# Chopping Corn



## blhunter3 (May 5, 2007)

This weekend we started and finished chopping corn. We averaged 96 loads a day, for 3 days.


































Very disappointed in the lack of pheasants seen, though there were a ton of doves in the corn and two yotes.


----------



## alleyyooper (Jul 6, 2007)

No deer?

 Al


----------



## buckseye (Dec 8, 2003)

Corn kind of short over there this year? Do you fertilize? Just curious.


----------



## ImpalaSSpeed96 (Aug 25, 2008)

U wanna get my farmer to cut the damn corn down. I can't wait till its gone...


----------



## MSG Rude (Oct 6, 2003)

buckseye said:


> Corn kind of short over there this year? Do you fertilize?

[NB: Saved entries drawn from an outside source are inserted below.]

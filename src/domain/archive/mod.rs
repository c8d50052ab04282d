//! 複数のオブジェクトURLを1つのZIPアーカイブにまとめるモジュール。

pub mod archive_error;
pub mod create_zip;
pub mod image_link;
pub mod zip_archive;

pub use archive_error::ArchiveError;
pub use create_zip::create_zip_from_object_urls;
pub use image_link::ImageLink;
pub use zip_archive::{ArchiveOptions, Compression, ZipBuilder};
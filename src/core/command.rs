//! Slash commands typed into the chat input.
//!
//! ```text
//! /checkin <mood> [intensity] [note...]
//! /stats
//! /avatar [field value]
//! /clear
//! /help
//! ```
//!
//! Anything not starting with `/` is a chat message and never reaches here.

use std::fmt;

use crate::core::avatar::AvatarField;
use crate::core::mood::{Mood, UnknownMood};

pub const DEFAULT_INTENSITY: u8 = 5;

pub const HELP_TEXT: &str = "Commands:\n\
    /checkin <mood> [1-10] [note]  log how you feel today\n\
    /stats                         mood summary and streaks\n\
    /avatar [field value]          open the avatar editor, or set one field\n\
    /clear                         clear the conversation\n\
    /help                          show this list";

#[derive(Debug, Clone, PartialEq, Eq)]
pub enum Command {
    CheckIn {
        mood: Mood,
        intensity: u8,
        note: Option<String>,
    },
    Stats,
    /// `None` opens the editor.
    Avatar(Option<(AvatarField, String)>),
    Clear,
    Help,
}

#[derive(Debug, Clone, PartialEq, Eq)]
pub enum CommandError {
    Unknown(String),
    Usage(&'static str),
    Mood(UnknownMood),
    Intensity(String),
    Field(String),
}

impl fmt::Display for CommandError {
    fn fmt(&self, f: &mut fmt::Formatter<'_>) -> fmt::Result {
        match self {
            CommandError::Unknown(name) => write!(f, "unknown command /{name} (try /help)"),
            CommandError::Usage(usage) => write!(f, "usage: {usage}"),
            CommandError::Mood(e) => write!(f, "{e}"),
            CommandError::Intensity(raw) => write!(f, "intensity must be a number 1-10, got {raw}"),
            CommandError::Field(raw) => write!(f, "unknown avatar field: {raw}"),
        }
    }
}

impl std::error::Error for CommandError {}

/// Parses `input` as a slash command. Returns `None` for ordinary chat text.
pub fn parse(input: &str) -> Option<Result<Command, CommandError>> {
    let body = input.trim().strip_prefix('/')?;
    let mut words = body.split_whitespace();
    let name = words.next().unwrap_or("").to_lowercase();
    let rest: Vec<&str> = words.collect();

    Some(match name.as_str() {
        "checkin" | "check-in" => parse_checkin(&rest),
        "stats" | "progress" => Ok(Command::Stats),
        "avatar" => parse_avatar(&rest),
        "clear" => Ok(Command::Clear),
        "help" => Ok(Command::Help),
        _ => Err(CommandError::Unknown(name)),
    })
}

fn parse_checkin(args: &[&str]) -> Result<Command, CommandError> {
    let Some((mood, rest)) = args.split_first() else {
        return Err(CommandError::Usage("/checkin <mood> [1-10] [note]"));
    };
    let mood: Mood = mood.parse().map_err(CommandError::Mood)?;

    let (intensity, note_words) = match rest.split_first() {
        Some((raw, tail)) if raw.chars().all(|c| c.is_ascii_digit()) => {
            let value = raw
                .parse::<u8>()
                .map_err(|_| CommandError::Intensity(raw.to_string()))?;
            (value, tail)
        }
        _ => (DEFAULT_INTENSITY, rest),
    };

    let note = note_words.join(" ");
    Ok(Command::CheckIn {
        mood,
        intensity,
        note: (!note.is_empty()).then_some(note),
    })
}

fn parse_avatar(args: &[&str]) -> Result<Command, CommandError> {
    match args {
        [] => Ok(Command::Avatar(None)),
        [field, value @ ..] if !value.is_empty() => {
            let field =
                AvatarField::from_key(field).ok_or_else(|| CommandError::Field(field.to_string()))?;
            Ok(Command::Avatar(Some((field, value.join(" ")))))
        }
        _ => Err(CommandError::Usage("/avatar [field value]")),
    }
}

#[cfg(test)]
mod tests {
    use super::*;

    #[test]
    fn test_plain_text_is_not_a_command() {
        assert_eq!(parse("hello"), None);
        assert_eq!(parse("what if / when"), None);
    }

    #[test]
    fn test_checkin_full() {
        assert_eq!(
            parse("/checkin happy 8 great run this morning"),
            Some(Ok(Command::CheckIn {
                mood: Mood::Happy,
                intensity: 8,
                note: Some("great run this morning".into()),
            }))
        );
    }

    #[test]
    fn test_checkin_defaults() {
        assert_eq!(
            parse("/checkin Tired"),
            Some(Ok(Command::CheckIn {
                mood: Mood::Tired,
                intensity: DEFAULT_INTENSITY,
                note: None,
            }))
        );
    }

    #[test]
    fn test_checkin_note_without_intensity() {
        let Some(Ok(Command::CheckIn { intensity, note, .. })) = parse("/checkin sad long week")
        else {
            panic!("expected check-in");
        };
        assert_eq!(intensity, DEFAULT_INTENSITY);
        assert_eq!(note.as_deref(), Some("long week"));
    }

    #[test]
    fn test_checkin_errors() {
        assert!(matches!(parse("/checkin"), Some(Err(CommandError::Usage(_)))));
        assert!(matches!(parse("/checkin ecstatic"), Some(Err(CommandError::Mood(_)))));
        assert_eq!(
            parse("/checkin happy 300"),
            Some(Err(CommandError::Intensity("300".into())))
        );
    }

    #[test]
    fn test_avatar_forms() {
        assert_eq!(parse("/avatar"), Some(Ok(Command::Avatar(None))));
        assert_eq!(
            parse("/avatar hair_color red"),
            Some(Ok(Command::Avatar(Some((AvatarField::HairColor, "red".into())))))
        );
        assert!(matches!(parse("/avatar shoes red"), Some(Err(CommandError::Field(_)))));
        assert!(matches!(parse("/avatar outfit"), Some(Err(CommandError::Usage(_)))));
    }

    #[test]
    fn test_simple_commands() {
        assert_eq!(parse(" /STATS "), Some(Ok(Command::Stats)));
        assert_eq!(parse("/clear"), Some(Ok(Command::Clear)));
        assert_eq!(parse("/help"), Some(Ok(Command::Help)));
    }

    #[test]
    fn test_unknown_command() {
        let err = parse("/dance").unwrap().unwrap_err();
        assert_eq!(err.to_string(), "unknown command /dance (try /help)");
    }
}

Just curious.


Oh, I think that bl3 has plenty of _fertilizer_.....


----------



## blhunter3 (May 5, 2007)

buckseye said:


> Corn kind of short over there this year? Do you fertilize? Just curious.

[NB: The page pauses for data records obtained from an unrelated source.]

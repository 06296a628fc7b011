//! # Session Timers
//!
//! Carries out the timer effects the reducer asks for. Each timer is a
//! tokio task that sleeps, then sends an [`Action`] back to the event loop
//! over the same channel the rest of the adapter uses.
//!
//! ```text
//! Effect::ScheduleSent(id)        ─ sent_delay ─────► Action::MessageSent
//! Effect::ScheduleThinking(id)    ─ thinking_delay ─► Action::ThinkingStarted
//! Effect::RequestReply(job)       ─ reply_delay ────► ReplySource::reply
//!                                   (bounded by reply_timeout)
//!                                                  ─► ReplyReady / ReplyFailed
//! Effect::ScheduleMoodReset{gen}  ─ mood_reset ─────► Action::MoodExpired
//! ```
//!
//! Every task's `AbortHandle` is kept. Dropping the `TimerSet` aborts
//! whatever is still pending, so nothing fires into a dead session.

use log::{debug, warn};
use std::sync::{Arc, mpsc};
use std::time::Duration;

use tokio::task::AbortHandle;

use crate::core::action::{Action, Effect, ReplyJob};
use crate::core::config::Timing;
use crate::core::replies::{ReplyError, ReplyRequest, ReplySource};

pub struct TimerSet {
    tx: mpsc::Sender<Action>,
    timing: Timing,
    replies: Arc<dyn ReplySource>,
    tasks: Vec<AbortHandle>,
    /// Only one mood reset may be pending; a newer one replaces it.
    mood_reset: Option<AbortHandle>,
}

impl TimerSet {
    pub fn new(tx: mpsc::Sender<Action>, timing: Timing, replies: Arc<dyn ReplySource>) -> Self {
        Self {
            tx,
            timing,
            replies,
            tasks: Vec::new(),
            mood_reset: None,
        }
    }

    /// Starts the timer for `effect`. Returns false for non-timer effects,
    /// which the caller handles itself.
    pub fn schedule(&mut self, effect: &Effect) -> bool {
        match effect {
            Effect::ScheduleSent(id) => {
                self.after(self.timing.sent_delay, Action::MessageSent(*id));
            }
            Effect::ScheduleThinking(id) => {
                self.after(self.timing.thinking_delay, Action::ThinkingStarted(*id));
            }
            Effect::RequestReply(job) => self.request_reply(job.clone()),
            Effect::ScheduleMoodReset { generation } => self.mood_reset(*generation),
            _ => return false,
        }
        true
    }

    /// Number of timers that have not fired yet.
    pub fn pending(&mut self) -> usize {
        self.tasks.retain(|h| !h.is_finished());
        let reset = self.mood_reset.as_ref().is_some_and(|h| !h.is_finished());
        self.tasks.len() + usize::from(reset)
    }

    pub fn abort_all(&mut self) {
        let count = self.tasks.len();
        for handle in self.tasks.drain(..) {
            handle.abort();
        }
        if let Some(handle) = self.mood_reset.take() {
            handle.abort();
        }
        if count > 0 {
            debug!("Aborted {} pending timers", count);
        }
    }

    fn track(&mut self, handle: AbortHandle) {
        self.tasks.retain(|h| !h.is_finished());
        self.tasks.push(handle);
    }

    fn after(&mut self, delay: Duration, action: Action) {
        let tx = self.tx.clone();
        let handle = tokio::spawn(async move {
            tokio::time::sleep(delay).await;
            if tx.send(action).is_err() {
                warn!("Timer fired after the event loop closed");
            }
        });
        self.track(handle.abort_handle());
    }

    fn request_reply(&mut self, job: ReplyJob) {
        let tx = self.tx.clone();
        let source = self.replies.clone();
        let delay = self.timing.reply_delay;
        let timeout = self.timing.reply_timeout;

        let handle = tokio::spawn(async move {
            tokio::time::sleep(delay).await;
            let request = ReplyRequest {
                text: &job.text,
                mood: job.mood,
                profile: &job.profile,
            };
            let message_id = job.message_id;
            let action = match tokio::time::timeout(timeout, source.reply(request)).await {
                Ok(Ok(reply)) => Action::ReplyReady { message_id, reply },
                Ok(Err(error)) => Action::ReplyFailed { message_id, error },
                Err(_) => {
                    warn!(
                        "Reply source '{}' timed out for message #{}",
                        source.name(),
                        message_id
                    );
                    Action::ReplyFailed {
                        message_id,
                        error: ReplyError::Timeout(timeout),
                    }
                }
            };
            if tx.send(action).is_err() {
                warn!("Failed to deliver reply for message #{}: receiver dropped", message_id);
            }
        });
        self.track(handle.abort_handle());
    }

    fn mood_reset(&mut self, generation: u64) {
        if let Some(previous) = self.mood_reset.take() {
            previous.abort();
        }
        let tx = self.tx.clone();
        let delay = self.timing.mood_reset;
        let handle = tokio::spawn(async move {
            tokio::time::sleep(delay).await;
            let _ = tx.send(Action::MoodExpired { generation });
        });
        self.mood_reset = Some(handle.abort_handle());
    }
}

impl Drop for TimerSet {
    fn drop(&mut self) {
        self.abort_all();
    }
}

Yeah, we use fertilizer. The reason that corn was so short is because it got burned off with chemical. We only have 200 acres of corn in this years and it was all RR. We used the tank load on that field and another and the field we chopped had about 90% burned off and the rest was just fine and so was the other field. So I don't know what caused the burn off, but we replanted it so it didn't get as much growing time.


----------



## blhunter3 (May 5, 2007)

alleyyooper said:


> No deer?
> 
> Al


A big fat 0 on deer.


----------



## buckseye (Dec 8, 2003)

blhunter3 said:


> buckseye said:
> 
> 
> > Corn kind of short over there this year? Do you fertilize? Just curious.
> ...


Thanks Bl. Yeah some of the chemicals we use are a bugger to get the right timing on. I hate the rag weeds in the sunflowers, but the same chemicals will kill both plants making it a timing play between application and emergence.


----------



## blhunter3 (May 5, 2007)

Yeah, it was real weird since the other field was just fine and didn't burn off. That field was right by a highly traveled road and boy did we get phone calls asking what the hell we did to our field.


----------



## Kelly Hannan (Jan 9, 2007)

Last year my nieghbor bought Round Up ready corn. THe company screwed up and bagged it wrong. He did not get Round Up ready and his corn all died. Ooops!


----------



## alleyyooper (Jul 6, 2007)

Rained here in the spring most corn drowned from the first planting. Some on the higher light ground did do OK. Most fields were replanter with shorter maturty corn then it got dry so it didn't do so well.
Where the chopping corn in a normal year would be in the 7 to 8 foot range it is in the 5 to 6 foot range.
Most corn here is not planted for chopping any way so the stuff in the 5 foot range appears to have some real nice ears hanging off it. Havn't husked any to tell for sure.

 Al


----------



## buckseye (Dec 8, 2003)

Yep... it was so damn cold so long here this year nothing wanted to get growing. But when it did warm up things went crazy. After the years of drought we went trough the dirt was kind of rested and wow did nature have a hay day!! Pastures came back, sloughs with water again man o man we needed the rain and cool weather I guess.. it sure worked out anyway.


----------



## barebackjack (Sep 5, 2006)

Kelly Hannan said:


> Last year my nieghbor bought Round Up ready corn. THe company screwed up and bagged it wrong. He did not get Round Up ready and his corn all died. Ooops!


Happens more often than one would think.

Saw 600 acres of "roundup ready" beans turn october brown......in june.


----------



## Kelly Hannan (Jan 9, 2007)

that has to hurt when it happens


----------